The Cold War consensus that had existed from the Berlin blockade of 1948 through the Cuban missile crisis was no more. The Democratic candidate in 1972 would run on the slogan “Come home, America!” Foreign policy leadership passed from the party of Truman and Kennedy to the party of Nixon and Reagan. After 1968, the word “victory” was rarely heard. The goal now in Vietnam was “peace with honor” or “an end to the war.”
Massive civil disobedience and violent protests would become the new normal. Failed and frustrated extremists would turn to bombings and terrorism. Nixon and Vice President Spiro Agnew would use the radical left and its media enablers as foils to drive a wedge right through FDR’s Democratic coalition, with Nixon calling out his “Great Silent Majority” and Agnew tabling the issue of press power and media bias.
Nixon would be re-elected in 1972 in a 49-state landslide.
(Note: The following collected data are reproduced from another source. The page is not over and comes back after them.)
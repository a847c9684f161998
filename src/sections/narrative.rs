//! Philosophy ticker
//!
//! The section is as tall as the viewport plus the track's horizontal
//! overflow, and its inner frame is `position: sticky`, so the frame stays
//! pinned while the reader scrolls through the extra height. That scroll is
//! mapped onto the track's horizontal translation.

use std::cell::Cell;
use std::rc::Rc;

use dioxus::prelude::*;
use gloo::events::EventListener;
use portfolio_core::choreography::narrative::{
    self, TickerLayout, HIGHLIGHT_CLASS, SECTION_ID, TRACK_ID,
};
use portfolio_core::content::{NarrativeItem, NARRATIVE};
use portfolio_core::motion::{ScrollReveal, ScrollVelocity};
use portfolio_core::VisualState;
use web_sys::HtmlElement;

use crate::context::use_site_config;
use crate::dom::{self, apply_visual, toggle_class, use_motion, FrameLoop, Registration, Targets};

const STATIC_CLASS: &str = "is-static";

fn item_class(item: &NarrativeItem) -> &'static str {
    match item {
        NarrativeItem::Text(_) => "ticker-item ticker-text",
        NarrativeItem::Glyph(_) => "ticker-item ticker-glyph",
        NarrativeItem::Highlight(_) => "ticker-item ticker-text ticker-highlight",
    }
}

#[component]
pub fn Narrative() -> Element {
    let config = use_site_config();

    use_motion("narrative", move || {
        let section = dom::html_element(SECTION_ID)?;
        if !dom::motion_allowed(&config) {
            toggle_class(&section, STATIC_CLASS, true)?;
            return Ok(Registration::new());
        }
        register(section)
    });

    rsx! {
        section { id: SECTION_ID, class: "philosophy",
            div { class: "philosophy-pin",
                span { class: "section-kicker philosophy-kicker", "(Philosophy)" }
                div { id: TRACK_ID, class: "philosophy-track",
                    for (index, item) in NARRATIVE.iter().enumerate() {
                        span {
                            key: "{index}",
                            id: narrative::item_id(index),
                            class: item_class(item),
                            "{item.text()}"
                        }
                    }
                }
            }
        }
    }
}

/// One ticker item and its entrance.
struct Item {
    element: HtmlElement,
    reveal: ScrollReveal,
    targets: Targets,
}

fn measure(track: &HtmlElement) -> dom::DomResult<TickerLayout> {
    let (viewport_width, viewport_height) = dom::viewport_size()?;
    Ok(TickerLayout {
        track_width: f64::from(track.scroll_width()),
        viewport_width,
        viewport_height,
    })
}

fn pin(section: &HtmlElement, layout: TickerLayout) -> dom::DomResult<()> {
    section
        .style()
        .set_property("height", &format!("{}px", layout.pin_height()))?;
    Ok(())
}

fn register(section: HtmlElement) -> dom::DomResult<Registration> {
    let track = dom::html_element(TRACK_ID)?;
    let layout = Rc::new(Cell::new(measure(&track)?));
    pin(&section, layout.get())?;

    let mut items = Vec::with_capacity(NARRATIVE.len());
    let mut highlight = None;
    for (index, entry) in NARRATIVE.iter().enumerate() {
        let id = narrative::item_id(index);
        let element = match dom::html_element(&id) {
            Ok(element) => element,
            Err(err) => {
                tracing::debug!(error = %err, "Ticker item missing");
                continue;
            }
        };
        if matches!(entry, NarrativeItem::Highlight(_)) {
            highlight = Some(element.clone());
        }
        let timeline = match narrative::item_entrance(&id) {
            Ok(timeline) => timeline,
            Err(err) => {
                tracing::warn!(error = %err, "Ticker entrance invalid");
                continue;
            }
        };
        let targets = Targets::resolve([id.as_str()]);
        let reveal = ScrollReveal::new(narrative::item_trigger(), timeline);
        targets.apply(&reveal.initial_states())?;
        items.push(Item { element, reveal, targets });
    }

    let mut registration = Registration::new();

    let resize_layout = Rc::clone(&layout);
    let resize_track = track.clone();
    let resize_section = section.clone();
    let window = dom::window()?;
    registration.listen(EventListener::new(&window, "resize", move |_| {
        match measure(&resize_track).and_then(|measured| {
            resize_layout.set(measured);
            pin(&resize_section, measured)
        }) {
            Ok(()) => tracing::debug!("Ticker remeasured"),
            Err(err) => tracing::debug!(error = %err, "Ticker remeasure failed"),
        }
    }));

    let mut velocity = ScrollVelocity::new();
    let mut skew = narrative::skew_follower();
    let mut lit = false;
    registration.run(FrameLoop::start(move |tick| {
        let layout = layout.get();
        let Ok(scroll_y) = dom::scroll_y() else {
            return;
        };
        let section_top = section.get_bounding_client_rect().top();
        let progress = layout.progress(section_top);
        let translate_x = layout.translate_x(progress);
        let skew_x = skew.step(velocity.sample(scroll_y, tick.now_ms), tick.dt_ms);

        let track_state = VisualState::rest().with_x(translate_x).with_skew_x(skew_x);
        if let Err(err) = apply_visual(&track, &track_state) {
            tracing::debug!(error = %err, "Ticker track write failed");
        }

        for item in items.iter_mut() {
            let metrics = layout.item_metrics(
                f64::from(item.element.offset_left()),
                f64::from(item.element.offset_width()),
                translate_x,
                section_top,
            );
            let update = item.reveal.update(metrics, tick.dt_ms);
            if update.changed || update.action.is_some() {
                if let Err(err) = item.targets.apply(&item.reveal.states()) {
                    tracing::debug!(error = %err, "Ticker item write failed");
                }
            }
        }

        let active = narrative::highlight_active(progress);
        if active != lit {
            if let Some(element) = highlight.as_ref() {
                if let Err(err) = toggle_class(element, HIGHLIGHT_CLASS, active) {
                    tracing::debug!(error = %err, "Highlight toggle failed");
                }
            }
            lit = active;
        }
    }));

    Ok(registration)
}
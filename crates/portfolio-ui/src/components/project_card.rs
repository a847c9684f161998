//! Project showcase card

use dioxus::prelude::*;
use portfolio_core::ProjectEntry;

use super::ArrowUpRight;

/// Properties for the ProjectCard component
#[derive(Clone, PartialEq, Props)]
pub struct ProjectCardProps {
    pub entry: ProjectEntry,
    /// Position in the list, shown as a two-digit counter
    pub index: usize,
    /// DOM id the reveal timeline targets; the image wrapper is `{row_id}-image`
    pub row_id: String,
}

/// A full-width project row linking out to the live demo.
#[component]
pub fn ProjectCard(props: ProjectCardProps) -> Element {
    let entry = props.entry;
    let row_id = &props.row_id;
    let number = format!("{:02}", props.index + 1);

    rsx! {
        article { id: "{row_id}", class: "project-row",
            a {
                class: "project-link",
                href: "{entry.link}",
                target: "_blank",
                rel: "noopener noreferrer",
                "data-cursor": "hover",
                div { class: "project-media",
                    div { id: "{row_id}-image", class: "project-image",
                        img {
                            src: "{entry.image}",
                            alt: "{entry.title}",
                            "loading": "lazy",
                        }
                    }
                }
                div { class: "project-info",
                    span { class: "project-number", "{number}" }
                    h3 { class: "project-title", "{entry.title}" }
                    span { class: "project-category", "{entry.category}" }
                    ul { class: "project-tags",
                        for tag in entry.tags.iter() {
                            li { key: "{tag}", class: "project-tag", "{tag}" }
                        }
                    }
                    span { class: "project-cta",
                        "View project"
                        ArrowUpRight {}
                    }
                }
            }
        }
    }
}
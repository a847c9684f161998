//! Contact footer

use dioxus::prelude::*;
use portfolio_core::content::{CONTACT_EMAIL, OWNER_NAME, SOCIAL_LINKS};
use portfolio_core::Anchor;
use portfolio_ui::{ArrowUpRight, SocialLinks};

use crate::components::MagneticButton;

#[component]
pub fn Contact() -> Element {
    rsx! {
        footer { id: Anchor::Contact.id(), class: "contact",
            span { class: "section-kicker", "(Contact)" }
            h2 { class: "contact-title",
                span { "Let's build" }
                span { class: "contact-title-accent", "something that moves." }
            }
            MagneticButton {
                href: format!("mailto:{CONTACT_EMAIL}"),
                class: "contact-cta",
                aria_label: format!("Email {CONTACT_EMAIL}"),
                span { "{CONTACT_EMAIL}" }
                ArrowUpRight { size: 28 }
            }
            div { class: "contact-footer",
                SocialLinks { links: SOCIAL_LINKS.to_vec() }
                span { class: "contact-credit", "\u{a9} {OWNER_NAME}" }
            }
        }
    }
}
In four of the five presidential elections after 1968, Nixon’s new majority would crush the Democratic Party. By 1970, six years after Goldwater’s defeat, twice as many Americans would call themselves conservatives as liberals.
As the political wars of 1968 turned American politics upside down, a cultural war had broken out as well. Moral and social issues — abortion, affirmative action, busing, crime, drugs, feminism, gay rights — would tear apart families, communities, and the entire nation. The culture wars had begun.
We are another country now, another people. The unity we knew in the Eisenhower-Kennedy era is gone. 1968 was the great divide. 1968 was the turning point.